Coding Rules for Continuity
- Continuity: Entities with stable institutional and territorial lineage (e.g., China, England/UK, France) treated as continuous.
- Mergers: When states unify (Italy 1861, Germany 1871), aggregate predecessors.
- Splits: When states fracture (Soviet Union, Yugoslavia), successors treated separately, though major inheritances may be assigned to a dominant state.
- Empires: Capabilities of colonies attributed to imperial cores, unless dominions exercised high autonomy (Canada, Australia by mid-20th century).
- Special Entities: Contested polities (Taiwan, Palestine, Kosovo) treated explicitly in sensitivity analyses.
Why Transparency Matters
By codifying the unit of analysis, GINC avoids silent assumptions. Analysts and readers may debate individual coding choices, but they can do so on shared terms.

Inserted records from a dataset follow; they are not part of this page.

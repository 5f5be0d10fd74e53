//! Gender picker: two vector symbols side by side. Tapping one floods it with
//! a radial gradient that grows from the tap point while the other drains.
//!
//! DESIGN
//! ======
//! Each symbol keeps its path in its own (unscaled) coordinates and a
//! [`Transform`] that maps the path's bounds onto its slot on the surface.
//! Taps are tested against the mapped bounds; the gradient center is the tap
//! mapped back into path space, so the fill grows from under the finger at
//! any scale.

#[cfg(test)]
#[path = "picker_test.rs"]
mod picker_test;

use crate::anim::{Animation, Tween};
use crate::consts::{PICKER_DURATION_MS, PICKER_GAP, PICKER_SCALE, PICKER_SELECTED_RADIUS};
use crate::geom::{Point, Rect, Size, Transform};
use crate::path::VectorPath;
use crate::surface::{Brush, Color, Paint, Surface};
use crate::svg::{PathParseError, parse_path};

/// Circle with an arrow pointing up and to the right.
pub const MALE_PATH: &str = "M16 15 C16 18.866 12.866 22 9 22 S2 18.866 2 15 S5.134 8 9 8 S16 11.134 16 15 Z \
     M13 9.5 L19 3.5 L15 3.5 V1.5 H22 V8.5 H20 V4.9 L14.4 10.9 Z";

/// Circle above a cross.
pub const FEMALE_PATH: &str = "M19 9 C19 12.866 15.866 16 12 16 S5 12.866 5 9 S8.134 2 12 2 S19 5.134 19 9 Z \
     M11 15 h2 v3 h3 v2 h-3 v3 h-2 v-3 h-3 v-2 h3 z";

#[derive(Debug, Clone, Copy, PartialEq, Eq)]
pub enum Gender {
    Male,
    Female,
}

#[derive(Debug, Clone, PartialEq)]
pub struct Symbol {
    path: VectorPath,
    bounds: Rect,
    gradient: Vec<Color>,
    transform: Transform,
    radius: Tween<f64>,
}

impl Symbol {
    fn new(path: VectorPath, gradient: Vec<Color>, selected: bool) -> Self {
        let bounds = path.bounds().unwrap_or_default();
        let initial = if selected { PICKER_SELECTED_RADIUS } else { 0.0 };
        Self {
            path,
            bounds,
            gradient,
            transform: Transform::default(),
            radius: Tween::new(initial, Animation::new(PICKER_DURATION_MS)),
        }
    }

    /// Path bounds in path space.
    #[must_use]
    pub fn bounds(&self) -> Rect {
        self.bounds
    }

    #[must_use]
    pub fn transform(&self) -> Transform {
        self.transform
    }

    /// Tap target on the surface.
    #[must_use]
    pub fn surface_rect(&self) -> Rect {
        self.transform.rect_to_surface(&self.bounds)
    }

    /// Place the path so its bounds' top-left lands on `top_left`.
    fn place(&mut self, top_left: Point, scale: f64) {
        let offset = top_left - self.bounds.origin() * scale;
        self.transform = Transform::new(offset, scale);
    }
}

#[derive(Debug, Clone, PartialEq)]
pub struct GenderPicker {
    male: Symbol,
    female: Symbol,
    selected: Gender,
    /// Surface point of the last accepted tap.
    tap: Option<Point>,
    scale: f64,
    gap: f64,
}

impl GenderPicker {
    /// Picker with the built-in symbols, female preselected.
    ///
    /// # Errors
    ///
    /// Propagates parse failures of the symbol data.
    pub fn new() -> Result<Self, PathParseError> {
        Self::from_path_data(MALE_PATH, FEMALE_PATH)
    }

    /// # Errors
    ///
    /// Returns [`PathParseError`] when either path fails to parse.
    pub fn from_path_data(male: &str, female: &str) -> Result<Self, PathParseError> {
        let male = Symbol::new(parse_path(male)?, vec![Color::from_argb(0xFF6D_6DFF), Color::BLUE], false);
        let female = Symbol::new(parse_path(female)?, vec![Color::from_argb(0xFFEA_76FF), Color::MAGENTA], true);
        Ok(Self { male, female, selected: Gender::Female, tap: None, scale: PICKER_SCALE, gap: PICKER_GAP })
    }

    /// Lay both symbols out around the center of a surface of `size`.
    pub fn set_size(&mut self, size: Size) {
        let center = size.center();
        let (scale, gap) = (self.scale, self.gap);
        let male = self.male.bounds;
        self.male.place(
            Point::new(center.x - male.width * scale - gap / 2.0, center.y - male.height * scale / 2.0),
            scale,
        );
        let female = self.female.bounds;
        self.female.place(Point::new(center.x + gap / 2.0, center.y - female.height * scale / 2.0), scale);
    }

    #[must_use]
    pub fn selected(&self) -> Gender {
        self.selected
    }

    #[must_use]
    pub fn symbol(&self, gender: Gender) -> &Symbol {
        match gender {
            Gender::Male => &self.male,
            Gender::Female => &self.female,
        }
    }

    fn symbol_mut(&mut self, gender: Gender) -> &mut Symbol {
        match gender {
            Gender::Male => &mut self.male,
            Gender::Female => &mut self.female,
        }
    }

    /// Select the symbol under `p` if it is not already selected.
    pub fn on_tap(&mut self, p: Point, now_ms: f64) -> Option<Gender> {
        let hit = [Gender::Male, Gender::Female]
            .into_iter()
            .find(|g| *g != self.selected && self.symbol(*g).surface_rect().contains(p))?;
        self.tap = Some(p);
        self.symbol_mut(self.selected).radius.retarget(0.0, now_ms);
        self.symbol_mut(hit).radius.retarget(PICKER_SELECTED_RADIUS, now_ms);
        self.selected = hit;
        Some(hit)
    }

    /// Fill radius of `gender`, in path units.
    #[must_use]
    pub fn radius(&self, gender: Gender, now_ms: f64) -> f64 {
        self.symbol(gender).radius.value(now_ms)
    }

    #[must_use]
    pub fn is_animating(&self, now_ms: f64) -> bool {
        self.male.radius.is_running(now_ms) || self.female.radius.is_running(now_ms)
    }

    /// Where the gradient of `gender` is centered, in path space.
    #[must_use]
    pub fn gradient_center(&self, gender: Gender) -> Point {
        let symbol = self.symbol(gender);
        match self.tap {
            Some(p) => symbol.transform.to_local(p),
            None => symbol.bounds.center(),
        }
    }
}

/// # Errors
///
/// Propagates surface failures.
pub fn draw<S: Surface>(surface: &mut S, picker: &GenderPicker, now_ms: f64) -> Result<(), S::Error> {
    for gender in [Gender::Male, Gender::Female] {
        let symbol = picker.symbol(gender);
        let t = symbol.transform;
        let outline = symbol.path.transformed(&t);
        surface.draw_path(&outline, &Paint::fill(Color::LIGHT_GRAY))?;

        let radius = picker.radius(gender, now_ms);
        if radius <= 0.0 {
            continue;
        }
        let center = t.to_surface(picker.gradient_center(gender));
        // A zero-radius gradient is invalid on some backends.
        let brush = Brush::RadialGradient { center, radius: (radius + 1.0) * t.scale, colors: symbol.gradient.clone() };
        surface.save();
        surface.clip_path(&outline)?;
        surface.draw_circle(center, radius * t.scale, &Paint::fill(Color::WHITE).with_brush(brush))?;
        surface.restore();
    }
    Ok(())
}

The same logic that attributes Rome’s dominance to the Roman Empire in 200 CE also explains why capability is attributed to the UK as the core of the British Empire in 1850, and to Russia as the successor to the USSR after 1991.
The lesson is simple: nations are not timeless, but capability can be measured consistently if rules are explicit. Defining the unit of analysis is the foundation for any credible history of national capability.